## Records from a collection
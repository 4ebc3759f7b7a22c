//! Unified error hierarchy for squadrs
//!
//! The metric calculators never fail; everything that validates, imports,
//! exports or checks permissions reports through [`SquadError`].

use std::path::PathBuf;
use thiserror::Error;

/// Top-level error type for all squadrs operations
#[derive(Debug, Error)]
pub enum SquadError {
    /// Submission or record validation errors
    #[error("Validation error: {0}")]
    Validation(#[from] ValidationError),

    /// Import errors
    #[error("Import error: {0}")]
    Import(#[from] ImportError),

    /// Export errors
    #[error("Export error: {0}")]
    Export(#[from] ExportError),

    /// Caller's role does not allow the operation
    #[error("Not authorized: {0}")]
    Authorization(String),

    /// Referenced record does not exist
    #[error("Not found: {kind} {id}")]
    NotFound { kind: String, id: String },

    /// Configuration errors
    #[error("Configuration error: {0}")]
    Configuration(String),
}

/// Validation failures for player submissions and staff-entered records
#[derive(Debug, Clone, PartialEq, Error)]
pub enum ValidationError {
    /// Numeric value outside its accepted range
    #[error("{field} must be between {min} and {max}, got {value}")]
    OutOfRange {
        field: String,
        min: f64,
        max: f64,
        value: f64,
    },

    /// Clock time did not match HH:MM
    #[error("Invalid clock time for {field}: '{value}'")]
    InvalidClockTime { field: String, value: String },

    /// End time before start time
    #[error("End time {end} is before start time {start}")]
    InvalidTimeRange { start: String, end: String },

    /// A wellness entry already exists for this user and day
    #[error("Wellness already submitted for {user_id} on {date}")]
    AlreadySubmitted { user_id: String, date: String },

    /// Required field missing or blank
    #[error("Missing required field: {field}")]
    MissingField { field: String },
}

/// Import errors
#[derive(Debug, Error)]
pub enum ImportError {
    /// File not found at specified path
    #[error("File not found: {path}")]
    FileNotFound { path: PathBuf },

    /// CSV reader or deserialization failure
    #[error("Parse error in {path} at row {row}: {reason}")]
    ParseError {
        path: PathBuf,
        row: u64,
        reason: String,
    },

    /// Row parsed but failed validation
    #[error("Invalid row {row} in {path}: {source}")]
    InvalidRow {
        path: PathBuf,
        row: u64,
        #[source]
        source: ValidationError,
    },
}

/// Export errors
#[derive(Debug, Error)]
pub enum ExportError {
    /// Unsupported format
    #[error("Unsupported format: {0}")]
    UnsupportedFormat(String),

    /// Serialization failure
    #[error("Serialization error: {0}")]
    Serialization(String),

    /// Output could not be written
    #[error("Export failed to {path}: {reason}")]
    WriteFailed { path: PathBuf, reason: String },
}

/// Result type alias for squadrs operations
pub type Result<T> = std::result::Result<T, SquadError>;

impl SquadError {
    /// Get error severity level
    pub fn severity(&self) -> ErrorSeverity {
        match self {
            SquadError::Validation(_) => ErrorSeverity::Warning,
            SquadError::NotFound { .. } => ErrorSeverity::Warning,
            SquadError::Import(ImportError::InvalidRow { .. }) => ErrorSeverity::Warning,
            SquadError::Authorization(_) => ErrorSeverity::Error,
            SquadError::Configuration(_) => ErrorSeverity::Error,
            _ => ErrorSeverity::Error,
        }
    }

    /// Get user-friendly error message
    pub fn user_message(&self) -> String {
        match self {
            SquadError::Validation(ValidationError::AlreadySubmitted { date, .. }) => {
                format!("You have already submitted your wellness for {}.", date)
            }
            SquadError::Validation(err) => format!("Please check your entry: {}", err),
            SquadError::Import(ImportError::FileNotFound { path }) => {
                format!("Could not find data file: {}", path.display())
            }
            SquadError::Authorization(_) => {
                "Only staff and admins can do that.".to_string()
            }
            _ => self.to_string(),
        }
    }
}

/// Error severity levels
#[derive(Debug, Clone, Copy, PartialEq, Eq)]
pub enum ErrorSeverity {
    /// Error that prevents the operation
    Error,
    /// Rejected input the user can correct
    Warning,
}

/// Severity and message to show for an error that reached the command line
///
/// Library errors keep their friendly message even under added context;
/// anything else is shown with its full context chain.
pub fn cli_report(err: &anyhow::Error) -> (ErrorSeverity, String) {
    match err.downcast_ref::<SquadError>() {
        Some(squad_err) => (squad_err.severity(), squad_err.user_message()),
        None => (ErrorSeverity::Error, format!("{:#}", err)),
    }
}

## BRIEF
Each entry needs to be given again exactly as it stands.

## SOLVED PROBLEM
repository 4ebc3759f7b7a22c
//! Unified error hierarchy for squadrs
//!
//! The metric calculators never fail; everything that validates, imports,
//! exports or checks permissions reports through [`SquadError`].

use std::path::PathBuf;
use thiserror::Error;

/// Top-level error type for all squadrs operations
#[derive(Debug, Error)]
pub enum SquadError {
    /// Submission or record validation errors
    #[error("Validation error: {0}")]
    Validation(#[from] ValidationError),

    /// Import errors
    #[error("Import error: {0}")]
    Import(#[from] ImportError),

    /// Export errors
    #[error("Export error: {0}")]
    Export(#[from] ExportError),

    /// Caller's role does not allow the operation
    #[error("Not authorized: {0}")]
    Authorization(String),

    /// Referenced record does not exist
    #[error("Not found: {kind} {id}")]
    NotFound { kind: String, id: String },

    /// Configuration errors
    #[error("Configuration error: {0}")]
    Configuration(String),
}

/// Validation failures for player submissions and staff-entered records
#[derive(Debug, Clone, PartialEq, Error)]
pub enum ValidationError {
    /// Numeric value outside its accepted range
    #[error("{field} must be between {min} and {max}, got {value}")]
    OutOfRange {
        field: String,
        min: f64,
        max: f64,
        value: f64,
    },

    /// Clock time did not match HH:MM
    #[error("Invalid clock time for {field}: '{value}'")]
    InvalidClockTime { field: String, value: String },

    /// End time before start time
    #[error("End time {end} is before start time {start}")]
    InvalidTimeRange { start: String, end: String },

    /// A wellness entry already exists for this user and day
    #[error("Wellness already submitted for {user_id} on {date}")]
    AlreadySubmitted { user_id: String, date: String },

    /// Required field missing or blank
    #[error("Missing required field: {field}")]
    MissingField { field: String },
}

/// Import errors
#[derive(Debug, Error)]
pub enum ImportError {
    /// File not found at specified path
    #[error("File not found: {path}")]
    FileNotFound { path: PathBuf },

    /// CSV reader or deserialization failure
    #[error("Parse error in {path} at row {row}: {reason}")]
    ParseError {
        path: PathBuf,
        row: u64,
        reason: String,
    },

    /// Row parsed but failed validation
    #[error("Invalid row {row} in {path}: {source}")]
    InvalidRow {
        path: PathBuf,
        row: u64,
        #[source]
        source: ValidationError,
    },
}

/// Export errors
#[derive(Debug, Error)]
pub enum ExportError {
    /// Unsupported format
    #[error("Unsupported format: {0}")]
    UnsupportedFormat(String),

    /// Serialization failure
    #[error("Serialization error: {0}")]
    Serialization(String),

    /// Output could not be written
    #[error("Export failed to {path}: {reason}")]
    WriteFailed { path: PathBuf, reason: String },
}

/// Result type alias for squadrs operations
pub type Result<T> = std::result::Result<T, SquadError>;

impl SquadError {
    /// Get error severity level
    pub fn severity(&self) -> ErrorSeverity {
        match self {
            SquadError::Validation(_) => ErrorSeverity::Warning,
            SquadError::NotFound { .. } => ErrorSeverity::Warning,
            SquadError::Import(ImportError::InvalidRow { .. }) => ErrorSeverity::Warning,
            SquadError::Authorization(_) => ErrorSeverity::Error,
            SquadError::Configuration(_) => ErrorSeverity::Error,
            _ => ErrorSeverity::Error,
        }
    }

    /// Get user-friendly error message
    pub fn user_message(&self) -> String {
        match self {
            SquadError::Validation(ValidationError::AlreadySubmitted { date, .. }) => {
                format!("You have already submitted your wellness for {}.", date)
            }
            SquadError::Validation(err) => format!("Please check your entry: {}", err),
            SquadError::Import(ImportError::FileNotFound { path }) => {
                format!("Could not find data file: {}", path.display())
            }
            SquadError::Authorization(_) => {
                "Only staff and admins can do that.".to_string()
            }
            _ => self.to_string(),
        }
    }
}

/// Error severity levels
#[derive(Debug, Clone, Copy, PartialEq, Eq)]
pub enum ErrorSeverity {
    /// Error that prevents the operation
    Error,
    /// Rejected input the user can correct
    Warning,
}

/// Severity and message to show for an error that reached the command line
///
/// Library errors keep their friendly message even under added context;
/// anything else is shown with its full context chain.
pub fn cli_report(err: &anyhow::Error) -> (ErrorSeverity, String) {
    match err.downcast_ref::<SquadError>() {
        Some(squad_err) => (squad_err.severity(), squad_err.user_message()),
        None => (ErrorSeverity::Error, format!("{:#}", err)),
    }
}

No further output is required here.